Each line of the material below is to be checked for "pretty"; the number of matching lines is the only output expected.
:: Records shown
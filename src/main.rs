//! Confit - an environment-aware configuration store for JSON and YAML files.

#![allow(dead_code)]

mod cli;
mod logger;
mod store;

use anyhow::Result;
use clap::{ColorChoice, Parser};
use cli::{Cli, Commands};
use store::ConfigStore;

fn main() -> Result<()> {
    let cli: &'static Cli = Box::leak(Box::new(Cli::parse()));

    // Set global color override based on CLI option
    match cli.color {
        ColorChoice::Always => owo_colors::set_override(true),
        ColorChoice::Never => owo_colors::set_override(false),
        ColorChoice::Auto => {} // owo-colors auto-detects TTY
    }
    logger::set_verbose(cli.verbose);

    // Every command operates on a freshly opened store, so each invocation
    // reproduces the load + automatic backup construction behavior.
    let mut store =
        ConfigStore::open_with_backup_root(&cli.config, cli.env, cli.backup_dir.clone());

    match &cli.command {
        Commands::Validate => cli::validate::run_validate(&store),
        Commands::Get { key_path, pretty } => {
            cli::get::run_get(&store, key_path.as_deref(), *pretty)
        }
        Commands::Set { key_path, value } => cli::set::run_set(&mut store, key_path, value),
        Commands::Backup => cli::backup::run_backup(&store),
        Commands::Env => {
            store.describe_environment();
            Ok(())
        }
    }
}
::::
* _Exercise answer_
2